Morphologies are constructed from a :cpp:type:`segment_tree`, but can also
be generated via the :cpp:type:`stitch_builder`, which offers a slightly
higher level interface. Details are described in :ref:`cppcablecell-morphology-construction`.

Each cell has particular values for its electrical and ionic properties. These
are determined first by the set of global defaults, then the defaults
associated with the cell, and finally by any values specified explicitly for a
given subsection of the morphology via the ``paint`` interface of the decor
(see :ref:`cppcablecell-electrical-properties` and :ref:`cppcablecell-paint-properties`).

Ion channels and other distributed dynamical processes are also specified
on the cell via the ``paint`` method; while synapses, current clamps,
gap junction mechanisms, and the site for testing the threshold potential
are specified via the ``place`` method. See :ref:`cppcablecell-dynamics`, below.
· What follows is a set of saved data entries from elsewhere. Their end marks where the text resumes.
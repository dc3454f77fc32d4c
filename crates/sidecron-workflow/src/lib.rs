//! `sidecron-workflow` — the publish-later workflow and its companions.
//!
//! # Overview
//!
//! [`publish_later::PublishLaterWorkflow`] drives one scheduling invocation
//! as an explicit state machine:
//!
//! ```text
//! Idle → Authenticating → Loading → FormOpen → {Submitting | Deleting} → Done | Failed
//! ```
//!
//! Each state handler returns the next state; `Done` and `Failed` both hand
//! control back to the caller, so nothing survives an invocation. The user
//! sits behind the [`ui::Interaction`] trait — the form is a suspension point
//! with no timeout. [`status::StatusAnnotator`] is the read-only companion
//! that reuses the same store and codec without ever mutating anything, and
//! [`admin::AdminClient`] refreshes the JSON projection of the crontab after
//! every mutation.

pub mod admin;
pub mod error;
pub mod publish_later;
pub mod status;
pub mod ui;

pub use admin::{AdminClient, PreviewTrigger};
pub use error::AdminError;
pub use publish_later::{target_path, PublishLaterWorkflow, WorkflowOutcome};
pub use status::StatusAnnotator;
pub use ui::{DialogBody, FormOutcome, Interaction, ScheduleForm, Severity};
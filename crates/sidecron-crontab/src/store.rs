use std::sync::Arc;

use async_trait::async_trait;
use tracing::debug;

use sidecron_core::types::ScheduleEntry;

use crate::codec;
use crate::error::StoreError;
use crate::table::{JobTable, HEADER_ROWS};

/// Capability surface over a remote tabular store.
///
/// Implementations are plain transport: one network call per method, no
/// retries, no caching. Row indices are the store's own logical indices
/// (header row excluded) — callers go through [`CrontabStore`], which owns
/// the position-to-index translation.
#[async_trait]
pub trait TableStore: Send + Sync {
    /// Establish (or reuse) an authenticated session.
    async fn sign_in(&self) -> Result<(), StoreError>;

    /// All cell values of the table, header row included, in row order.
    async fn table_values(
        &self,
        workbook: &str,
        table: &str,
    ) -> Result<Vec<Vec<String>>, StoreError>;

    async fn append_rows(
        &self,
        workbook: &str,
        table: &str,
        rows: Vec<Vec<String>>,
    ) -> Result<(), StoreError>;

    async fn update_row(
        &self,
        workbook: &str,
        table: &str,
        index: usize,
        row: Vec<String>,
    ) -> Result<(), StoreError>;

    async fn delete_row(&self, workbook: &str, table: &str, index: usize)
        -> Result<(), StoreError>;
}

/// The publish-later job store: a capability-restricted view over one table
/// in one workbook.
///
/// Every read re-fetches the table — the workbook is owned by the external
/// store and can change between invocations.
pub struct CrontabStore {
    store: Arc<dyn TableStore>,
    workbook_path: String,
    table: String,
}

impl CrontabStore {
    pub fn new(
        store: Arc<dyn TableStore>,
        workbook_path: impl Into<String>,
        table: impl Into<String>,
    ) -> Self {
        Self {
            store,
            workbook_path: workbook_path.into(),
            table: table.into(),
        }
    }

    pub async fn sign_in(&self) -> Result<(), StoreError> {
        self.store.sign_in().await
    }

    /// Fetch the current job table.
    pub async fn load(&self) -> Result<JobTable, StoreError> {
        let values = self
            .store
            .table_values(&self.workbook_path, &self.table)
            .await?;
        debug!(rows = values.len(), table = %self.table, "crontab table loaded");
        Ok(JobTable::new(values))
    }

    /// Append a new job row.
    pub async fn add_job(&self, entry: &ScheduleEntry) -> Result<(), StoreError> {
        let row = codec::encode(entry);
        debug!(path = %entry.path, "appending publish job");
        self.store
            .append_rows(&self.workbook_path, &self.table, vec![row.cells()])
            .await
    }

    /// Overwrite the job row at `position` (a table position as reported by
    /// [`JobTable::find_job`]; the header offset is applied here).
    pub async fn update_job(
        &self,
        position: usize,
        entry: &ScheduleEntry,
    ) -> Result<(), StoreError> {
        let row = codec::encode(entry);
        debug!(position, path = %entry.path, "updating publish job");
        self.store
            .update_row(
                &self.workbook_path,
                &self.table,
                position.saturating_sub(HEADER_ROWS),
                row.cells(),
            )
            .await
    }

    /// Delete the job row at `position` (table position, header offset
    /// applied here).
    pub async fn delete_job(&self, position: usize) -> Result<(), StoreError> {
        debug!(position, "deleting publish job");
        self.store
            .delete_row(
                &self.workbook_path,
                &self.table,
                position.saturating_sub(HEADER_ROWS),
            )
            .await
    }

    /// Path of the public JSON projection of the crontab workbook, the
    /// resource to re-preview after every mutation.
    pub fn json_path(&self) -> String {
        self.workbook_path.replace(".xlsx", ".json")
    }
}

#[cfg(test)]
mod tests {
    use std::sync::Mutex;

    use chrono::NaiveDate;

    use super::*;

    /// In-memory [`TableStore`] mirroring the remote protocol: logical
    /// indices exclude the header row.
    struct MemStore {
        rows: Mutex<Vec<Vec<String>>>,
    }

    impl MemStore {
        fn new(rows: Vec<Vec<String>>) -> Self {
            Self {
                rows: Mutex::new(rows),
            }
        }
    }

    #[async_trait]
    impl TableStore for MemStore {
        async fn sign_in(&self) -> Result<(), StoreError> {
            Ok(())
        }

        async fn table_values(
            &self,
            _workbook: &str,
            _table: &str,
        ) -> Result<Vec<Vec<String>>, StoreError> {
            Ok(self.rows.lock().unwrap().clone())
        }

        async fn append_rows(
            &self,
            _workbook: &str,
            _table: &str,
            rows: Vec<Vec<String>>,
        ) -> Result<(), StoreError> {
            self.rows.lock().unwrap().extend(rows);
            Ok(())
        }

        async fn update_row(
            &self,
            _workbook: &str,
            _table: &str,
            index: usize,
            row: Vec<String>,
        ) -> Result<(), StoreError> {
            let mut rows = self.rows.lock().unwrap();
            let slot = rows.get_mut(index + HEADER_ROWS).ok_or(StoreError::Status {
                status: 404,
                context: format!("row {index}"),
            })?;
            *slot = row;
            Ok(())
        }

        async fn delete_row(
            &self,
            _workbook: &str,
            _table: &str,
            index: usize,
        ) -> Result<(), StoreError> {
            let mut rows = self.rows.lock().unwrap();
            if index + HEADER_ROWS >= rows.len() {
                return Err(StoreError::Status {
                    status: 404,
                    context: format!("row {index}"),
                });
            }
            rows.remove(index + HEADER_ROWS);
            Ok(())
        }
    }

    fn seeded() -> (Arc<MemStore>, CrontabStore) {
        let store = Arc::new(MemStore::new(vec![
            vec!["when".to_string(), "action".to_string()],
            vec![
                "at 14:30 on the 5 day of March in 2025".to_string(),
                "publish /news/foo".to_string(),
            ],
        ]));
        let crontab = CrontabStore::new(store.clone(), "/.helix/crontab.xlsx", "jobs");
        (store, crontab)
    }

    fn entry(path: &str) -> ScheduleEntry {
        let datetime = NaiveDate::from_ymd_opt(2025, 6, 1)
            .unwrap()
            .and_hms_opt(12, 0, 0)
            .unwrap();
        ScheduleEntry::new(datetime, path)
    }

    #[tokio::test]
    async fn update_at_position_hits_row_below_header() {
        let (store, crontab) = seeded();
        crontab.update_job(1, &entry("/news/foo")).await.unwrap();

        let rows = store.rows.lock().unwrap();
        assert_eq!(rows.len(), 2);
        assert_eq!(rows[1][0], "at 12:00 on the 1 day of June in 2025");
        assert_eq!(rows[1][1], "publish /news/foo");
    }

    #[tokio::test]
    async fn delete_at_position_removes_only_that_row() {
        let (store, crontab) = seeded();
        crontab.delete_job(1).await.unwrap();

        let rows = store.rows.lock().unwrap();
        assert_eq!(rows.len(), 1);
        assert_eq!(rows[0][0], "when");
    }

    #[tokio::test]
    async fn add_job_appends_encoded_row() {
        let (store, crontab) = seeded();
        crontab.add_job(&entry("/news/bar")).await.unwrap();

        let rows = store.rows.lock().unwrap();
        assert_eq!(rows.len(), 3);
        assert_eq!(rows[2][1], "publish /news/bar");
    }

    #[test]
    fn json_path_swaps_workbook_extension() {
        let (_, crontab) = seeded();
        assert_eq!(crontab.json_path(), "/.helix/crontab.json");
    }
}
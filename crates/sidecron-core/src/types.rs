use chrono::{DateTime, Local, NaiveDateTime, TimeZone, Utc};
use serde::{Deserialize, Serialize};

/// A single scheduled publish action: one future timestamp tied to one page
/// path (no host, no query).
///
/// The timestamp is a wall-clock time with minute precision; which timezone
/// that wall clock belongs to is decided by [`TimezonePolicy`], never by the
/// entry itself.
#[derive(Debug, Clone, PartialEq, Eq)]
pub struct ScheduleEntry {
    pub datetime: NaiveDateTime,
    pub path: String,
}

impl ScheduleEntry {
    pub fn new(datetime: NaiveDateTime, path: impl Into<String>) -> Self {
        Self {
            datetime,
            path: path.into(),
        }
    }
}

/// Timezone applied when reading and writing crontab wall-clock times.
///
/// The same policy is used on both the encode and the decode side, so a row
/// written under one policy reads back to the same wall-clock minute.
#[derive(Debug, Clone, Copy, PartialEq, Eq, Default, Serialize, Deserialize)]
#[serde(rename_all = "lowercase")]
pub enum TimezonePolicy {
    #[default]
    Utc,
    Local,
}

impl TimezonePolicy {
    /// Current wall-clock time under this policy.
    pub fn now(&self) -> NaiveDateTime {
        match self {
            TimezonePolicy::Utc => Utc::now().naive_utc(),
            TimezonePolicy::Local => Local::now().naive_local(),
        }
    }

    /// Absolute UTC instant for a wall-clock time under this policy.
    ///
    /// Ambiguous local times (DST fold) resolve to the earlier instant;
    /// skipped local times fall back to reading the wall clock as UTC.
    pub fn to_utc(&self, wall: NaiveDateTime) -> DateTime<Utc> {
        match self {
            TimezonePolicy::Utc => Utc.from_utc_datetime(&wall),
            TimezonePolicy::Local => Local
                .from_local_datetime(&wall)
                .earliest()
                .map(|dt| dt.with_timezone(&Utc))
                .unwrap_or_else(|| Utc.from_utc_datetime(&wall)),
        }
    }

    /// Human-readable name shown next to datetime inputs.
    pub fn label(&self) -> &'static str {
        match self {
            TimezonePolicy::Utc => "UTC",
            TimezonePolicy::Local => "local time",
        }
    }
}

#[cfg(test)]
mod tests {
    use super::*;
    use chrono::NaiveDate;

    fn wall(y: i32, mo: u32, d: u32, h: u32, mi: u32) -> NaiveDateTime {
        NaiveDate::from_ymd_opt(y, mo, d)
            .unwrap()
            .and_hms_opt(h, mi, 0)
            .unwrap()
    }

    #[test]
    fn utc_policy_is_identity() {
        let w = wall(2025, 3, 5, 14, 30);
        let instant = TimezonePolicy::Utc.to_utc(w);
        assert_eq!(instant.naive_utc(), w);
    }

    #[test]
    fn local_policy_round_trips_through_utc() {
        // Mid-afternoon is outside every DST transition window.
        let w = wall(2025, 3, 5, 14, 30);
        let instant = TimezonePolicy::Local.to_utc(w);
        assert_eq!(instant.with_timezone(&Local).naive_local(), w);
    }

    #[test]
    fn policy_deserializes_lowercase() {
        let p: TimezonePolicy = serde_json::from_str("\"local\"").unwrap();
        assert_eq!(p, TimezonePolicy::Local);
        let p: TimezonePolicy = serde_json::from_str("\"utc\"").unwrap();
        assert_eq!(p, TimezonePolicy::Utc);
    }

    #[test]
    fn default_policy_is_utc() {
        assert_eq!(TimezonePolicy::default(), TimezonePolicy::Utc);
    }
}
use std::sync::OnceLock;

use chrono::{Datelike, NaiveDate, NaiveDateTime, Timelike};
use regex::Regex;

use sidecron_core::types::ScheduleEntry;

use crate::error::ParseError;
use crate::table::JobRow;

/// Full month names used by the when-expression grammar.
const MONTHS: [&str; 12] = [
    "January",
    "February",
    "March",
    "April",
    "May",
    "June",
    "July",
    "August",
    "September",
    "October",
    "November",
    "December",
];

/// Rows written by the original authoring tool spell October this way.
/// Accepted on decode for backward compatibility, never written.
const LEGACY_OCTOBER: &str = "Oktober";

fn when_re() -> &'static Regex {
    static WHEN_RE: OnceLock<Regex> = OnceLock::new();
    WHEN_RE.get_or_init(|| {
        Regex::new(r"^at (\d{1,2}):(\d{2}) on the (\d{1,2}) day of ([A-Za-z]+) in (\d{4})$")
            .unwrap()
    })
}

/// Format a schedule entry as a crontab row.
///
/// Hours and minutes are zero-padded, the day of month is not — that is what
/// existing rows look like, so it stays that way.
pub fn encode(entry: &ScheduleEntry) -> JobRow {
    let dt = entry.datetime;
    JobRow::new(
        format!(
            "at {:02}:{:02} on the {} day of {} in {}",
            dt.hour(),
            dt.minute(),
            dt.day(),
            MONTHS[dt.month0() as usize],
            dt.year(),
        ),
        format!("publish {}", entry.path),
    )
}

/// Parse a crontab row back into a schedule entry.
///
/// The when-expression must match the grammar exactly; anything else is a
/// [`ParseError`], including month names outside the fixed list and field
/// combinations that do not form a real calendar time (e.g. `31 day of
/// February`).
pub fn decode(row: &JobRow) -> Result<ScheduleEntry, ParseError> {
    let when = row.when.trim();
    let caps = when_re()
        .captures(when)
        .ok_or_else(|| ParseError::Grammar(when.to_string()))?;

    // The regex only admits digits, so these parses cannot fail in practice.
    let grammar_err = || ParseError::Grammar(when.to_string());
    let hour: u32 = caps[1].parse().map_err(|_| grammar_err())?;
    let minute: u32 = caps[2].parse().map_err(|_| grammar_err())?;
    let day: u32 = caps[3].parse().map_err(|_| grammar_err())?;
    let year: i32 = caps[5].parse().map_err(|_| grammar_err())?;

    let month = month_index(&caps[4])
        .ok_or_else(|| ParseError::UnknownMonth(caps[4].to_string()))?
        + 1;

    let bad_date = ParseError::BadDate {
        year,
        month,
        day,
        hour,
        minute,
    };
    let datetime = NaiveDate::from_ymd_opt(year, month, day)
        .and_then(|date| date.and_hms_opt(hour, minute, 0))
        .ok_or(bad_date)?;

    Ok(ScheduleEntry::new(datetime, action_path(&row.action)))
}

/// Target path referenced by an action cell: its last whitespace-delimited
/// token. Tolerates any verb prefix; paths containing spaces are not
/// supported by the grammar.
pub fn action_path(action: &str) -> String {
    action.split_whitespace().last().unwrap_or("").to_string()
}

fn month_index(name: &str) -> Option<u32> {
    if name == LEGACY_OCTOBER {
        return Some(9);
    }
    MONTHS.iter().position(|m| *m == name).map(|i| i as u32)
}

#[cfg(test)]
mod tests {
    use super::*;

    fn entry(y: i32, mo: u32, d: u32, h: u32, mi: u32, path: &str) -> ScheduleEntry {
        let datetime = NaiveDate::from_ymd_opt(y, mo, d)
            .unwrap()
            .and_hms_opt(h, mi, 0)
            .unwrap();
        ScheduleEntry::new(datetime, path)
    }

    #[test]
    fn encode_pads_time_but_not_day() {
        let row = encode(&entry(2025, 3, 5, 9, 5, "/news/foo"));
        assert_eq!(row.when, "at 09:05 on the 5 day of March in 2025");
        assert_eq!(row.action, "publish /news/foo");
    }

    #[test]
    fn round_trip_preserves_minute_and_path() {
        let original = entry(2026, 12, 31, 23, 59, "/news/year-in-review");
        let decoded = decode(&encode(&original)).unwrap();
        assert_eq!(decoded, original);
    }

    #[test]
    fn decode_known_row() {
        let row = JobRow::new(
            "at 14:30 on the 5 day of March in 2025",
            "publish /news/foo",
        );
        let decoded = decode(&row).unwrap();
        assert_eq!(decoded, entry(2025, 3, 5, 14, 30, "/news/foo"));
    }

    #[test]
    fn decode_accepts_legacy_october_spelling() {
        let row = JobRow::new(
            "at 08:00 on the 12 day of Oktober in 2025",
            "publish /news/foo",
        );
        let decoded = decode(&row).unwrap();
        assert_eq!(decoded.datetime, entry(2025, 10, 12, 8, 0, "").datetime);
        // Re-encoding writes the corrected spelling.
        assert_eq!(
            encode(&decoded).when,
            "at 08:00 on the 12 day of October in 2025"
        );
    }

    #[test]
    fn decode_rejects_unknown_month() {
        let row = JobRow::new(
            "at 14:30 on the 5 day of Smarch in 2025",
            "publish /news/foo",
        );
        assert!(matches!(
            decode(&row),
            Err(ParseError::UnknownMonth(name)) if name == "Smarch"
        ));
    }

    #[test]
    fn decode_rejects_non_grammar_text() {
        for when in [
            "",
            "publish /news/foo",
            "at 14:30 on the 5 day of March",
            "at 14:30 on the 5 day of March in 2025 extra",
            "every day at noon",
        ] {
            let row = JobRow::new(when, "publish /news/foo");
            assert!(
                matches!(decode(&row), Err(ParseError::Grammar(_))),
                "{when:?} should not decode"
            );
        }
    }

    #[test]
    fn decode_rejects_impossible_calendar_time() {
        let row = JobRow::new(
            "at 25:00 on the 31 day of February in 2025",
            "publish /news/foo",
        );
        assert!(matches!(decode(&row), Err(ParseError::BadDate { .. })));
    }

    #[test]
    fn action_path_takes_last_token() {
        assert_eq!(action_path("publish /news/foo"), "/news/foo");
        assert_eq!(action_path("unpublish then publish /a/b"), "/a/b");
        assert_eq!(action_path(""), "");
    }
}
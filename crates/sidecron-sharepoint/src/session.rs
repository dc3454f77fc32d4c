use std::future::Future;
use std::sync::atomic::{AtomicU32, Ordering};

use serde::Deserialize;
use tokio::sync::OnceCell;
use tracing::{info, warn};

use sidecron_core::config::SharepointConfig;
use sidecron_crontab::error::StoreError;

const GRAPH_SCOPE: &str = "https://graph.microsoft.com/.default";

/// Single-token acquisition gate.
///
/// The token lives in a `OnceCell`: the first caller runs the sign-in,
/// concurrent callers await that same in-flight attempt instead of issuing
/// their own. The very first sign-in gets a single extra attempt; after
/// that, failures propagate as-is.
struct SignInGate {
    token: OnceCell<String>,
    attempts: AtomicU32,
}

impl SignInGate {
    fn new() -> Self {
        Self {
            token: OnceCell::new(),
            attempts: AtomicU32::new(0),
        }
    }

    async fn acquire<F, Fut>(&self, request: F) -> Result<&str, StoreError>
    where
        F: Fn() -> Fut,
        Fut: Future<Output = Result<String, StoreError>>,
    {
        self.token
            .get_or_try_init(|| async {
                match request().await {
                    Ok(token) => Ok(token),
                    Err(err) if self.attempts.fetch_add(1, Ordering::SeqCst) == 0 => {
                        // Retry to connect once.
                        warn!(error = %err, "Sharepoint sign-in failed, retrying");
                        request().await
                    }
                    Err(err) => Err(err),
                }
            })
            .await
            .map(String::as_str)
    }
}

/// One shared sign-in state per Sharepoint site.
pub struct SharepointSession {
    http: reqwest::Client,
    authority: String,
    client_id: String,
    client_secret: String,
    gate: SignInGate,
}

#[derive(Debug, Deserialize)]
struct TokenResponse {
    access_token: String,
}

impl SharepointSession {
    pub fn new(http: reqwest::Client, config: &SharepointConfig) -> Self {
        Self {
            http,
            authority: config.authority.trim_end_matches('/').to_string(),
            client_id: config.client_id.clone(),
            client_secret: config.client_secret.clone(),
            gate: SignInGate::new(),
        }
    }

    /// Bearer token for Graph calls, signing in on first use.
    pub async fn access_token(&self) -> Result<&str, StoreError> {
        self.gate.acquire(|| self.request_token()).await
    }

    async fn request_token(&self) -> Result<String, StoreError> {
        let url = format!("{}/oauth2/v2.0/token", self.authority);
        let params = [
            ("client_id", self.client_id.as_str()),
            ("client_secret", self.client_secret.as_str()),
            ("scope", GRAPH_SCOPE),
            ("grant_type", "client_credentials"),
        ];

        let resp = self
            .http
            .post(&url)
            .form(&params)
            .send()
            .await
            .map_err(|e| StoreError::Auth(e.to_string()))?;

        let status = resp.status();
        if !status.is_success() {
            let body = resp.text().await.unwrap_or_default();
            return Err(StoreError::Auth(format!(
                "token endpoint returned {status}: {body}"
            )));
        }

        let token: TokenResponse = resp
            .json()
            .await
            .map_err(|e| StoreError::Auth(e.to_string()))?;

        info!("connected to Sharepoint");
        Ok(token.access_token)
    }
}

#[cfg(test)]
mod tests {
    use super::*;

    fn auth_err() -> StoreError {
        StoreError::Auth("interaction required".to_string())
    }

    #[tokio::test]
    async fn first_sign_in_retries_once_after_failure() {
        let gate = SignInGate::new();
        let calls = AtomicU32::new(0);

        let token = gate
            .acquire(|| async {
                match calls.fetch_add(1, Ordering::SeqCst) {
                    0 => Err(auth_err()),
                    _ => Ok("t-1".to_string()),
                }
            })
            .await;

        assert_eq!(token.unwrap(), "t-1");
        assert_eq!(calls.load(Ordering::SeqCst), 2);
    }

    #[tokio::test]
    async fn later_sign_ins_do_not_retry() {
        let gate = SignInGate::new();
        let calls = AtomicU32::new(0);

        // First sign-in: one attempt plus the single retry.
        let first = gate
            .acquire(|| async {
                calls.fetch_add(1, Ordering::SeqCst);
                Err::<String, _>(auth_err())
            })
            .await;
        assert!(first.is_err());
        assert_eq!(calls.load(Ordering::SeqCst), 2);

        // Second sign-in: the retry has been spent.
        let second = gate
            .acquire(|| async {
                calls.fetch_add(1, Ordering::SeqCst);
                Err::<String, _>(auth_err())
            })
            .await;
        assert!(second.is_err());
        assert_eq!(calls.load(Ordering::SeqCst), 3);
    }

    #[tokio::test]
    async fn concurrent_callers_share_one_request() {
        let gate = SignInGate::new();
        let calls = AtomicU32::new(0);
        let request = || async {
            calls.fetch_add(1, Ordering::SeqCst);
            tokio::task::yield_now().await;
            Ok("t-1".to_string())
        };

        let (a, b) = tokio::join!(gate.acquire(request), gate.acquire(request));

        assert_eq!(a.unwrap(), "t-1");
        assert_eq!(b.unwrap(), "t-1");
        assert_eq!(calls.load(Ordering::SeqCst), 1);
    }

    #[tokio::test]
    async fn token_is_cached_after_success() {
        let gate = SignInGate::new();
        let calls = AtomicU32::new(0);

        for _ in 0..2 {
            let token = gate
                .acquire(|| async {
                    calls.fetch_add(1, Ordering::SeqCst);
                    Ok("t-1".to_string())
                })
                .await;
            assert_eq!(token.unwrap(), "t-1");
        }
        assert_eq!(calls.load(Ordering::SeqCst), 1);
    }

    #[test]
    fn token_response_parses_graph_shape() {
        let json = r#"{"token_type":"Bearer","expires_in":3599,"access_token":"eyJ0eXAi"}"#;
        let token: TokenResponse = serde_json::from_str(json).unwrap();
        assert_eq!(token.access_token, "eyJ0eXAi");
    }

    #[test]
    fn authority_trailing_slash_is_normalised() {
        let config = SharepointConfig {
            authority: "https://login.microsoftonline.com/tenant/".to_string(),
            client_id: "id".to_string(),
            client_secret: "secret".to_string(),
            domain: "example.sharepoint.com".to_string(),
            domain_id: "d".to_string(),
            site_id: "s".to_string(),
            root_path: String::new(),
        };
        let session = SharepointSession::new(reqwest::Client::new(), &config);
        assert_eq!(session.authority, "https://login.microsoftonline.com/tenant");
    }
}
//! Discovery directive handler

use super::HandlerContext;
use mqtthome_shared::{BridgeError, Directive, DiscoveryEndpoint, ResponseEnvelope};
use tracing::{error, info};

/// Handle `Alexa.Discovery` / `Discover`
///
/// Token and registry failures are returned as errors rather than response
/// bodies; the caller decides how to surface them.
pub async fn handle_discovery(
    ctx: &HandlerContext,
    directive: &Directive,
) -> Result<ResponseEnvelope, BridgeError> {
    let token = directive.discovery_token();

    if !ctx.accepts_token(token) {
        error!(
            message_id = %directive.header.message_id,
            "[DISCOVERY] Request failed, invalid access token"
        );
        return Err(BridgeError::InvalidAccessToken(token.to_string()));
    }

    let user = ctx.registry.lookup_by_token(token).await.map_err(|e| {
        error!(
            message_id = %directive.header.message_id,
            error = %e,
            "[DISCOVERY] Registry lookup failed"
        );
        BridgeError::AccessDenied(e.to_string())
    })?;

    let endpoints: Vec<DiscoveryEndpoint> = user
        .ordered_devices()
        .into_iter()
        .map(|(endpoint_id, device)| {
            DiscoveryEndpoint::power_switch(endpoint_id, &device.name, &device.kind)
        })
        .collect();

    info!(count = endpoints.len(), "[DISCOVERY] Discovered endpoints");

    Ok(ResponseEnvelope::discovery(endpoints, directive.correlation_token()))
}
//! Broker transport abstraction for pluggable message-bus backends

use anyhow::Result;
use async_trait::async_trait;
use bytes::Bytes;
use std::fmt;

/// Network location of a device's broker
#[derive(Debug, Clone, PartialEq, Eq)]
pub struct BrokerEndpoint {
    pub host: String,
    pub port: u16,
}

impl BrokerEndpoint {
    pub fn new(host: impl Into<String>, port: u16) -> Self {
        Self {
            host: host.into(),
            port,
        }
    }
}

impl fmt::Display for BrokerEndpoint {
    fn fmt(&self, f: &mut fmt::Formatter<'_>) -> fmt::Result {
        write!(f, "{}:{}", self.host, self.port)
    }
}

/// Delivery guarantee requested for a publish
#[derive(Debug, Clone, Copy, PartialEq, Eq, Default)]
pub enum DeliveryQos {
    /// Acknowledged once the packet is written out
    AtMostOnce,
    /// Acknowledged by PUBACK
    #[default]
    AtLeastOnce,
    /// Acknowledged by PUBCOMP
    ExactlyOnce,
}

impl DeliveryQos {
    pub fn from_level(level: u8) -> Option<Self> {
        match level {
            0 => Some(DeliveryQos::AtMostOnce),
            1 => Some(DeliveryQos::AtLeastOnce),
            2 => Some(DeliveryQos::ExactlyOnce),
            _ => None,
        }
    }
}

/// State changes reported by a broker session
#[derive(Debug, Clone, PartialEq, Eq)]
pub enum SessionEvent {
    /// Broker accepted the connection
    Connected,
    /// The queued publish was acknowledged
    PublishAcked,
    /// Connection is down (refused, unreachable, dropped)
    Offline { reason: String },
}

/// A single transient connection to a broker
#[async_trait]
pub trait BrokerSession: Send {
    /// Queue a publish; its outcome arrives through [`BrokerSession::next_event`]
    async fn publish(&mut self, topic: &str, payload: Bytes) -> Result<()>;

    /// Wait for the next session event
    async fn next_event(&mut self) -> SessionEvent;

    /// Close the connection gracefully
    async fn shutdown(&mut self) -> Result<()>;
}

/// Factory for broker sessions
#[async_trait]
pub trait BrokerConnector: Send + Sync {
    /// The session type this connector produces
    type Session: BrokerSession;

    /// Open a new session to `endpoint`
    async fn connect(&self, endpoint: &BrokerEndpoint) -> Result<Self::Session>;

    /// Human-readable name for this transport
    fn name(&self) -> &'static str;
}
.. _cppcablecell-dynamics:

Cell dynamics
-------------

Dynamics are imbued onto the cell by setting a :cpp:type:`decor` object during
construction. Each segment in a cell may have attached to it one or more density
*mechanisms*, which describe biophysical processes. These are processes that are
distributed in space, but whose behaviour is defined purely by the state of the
cell and the process at any given point.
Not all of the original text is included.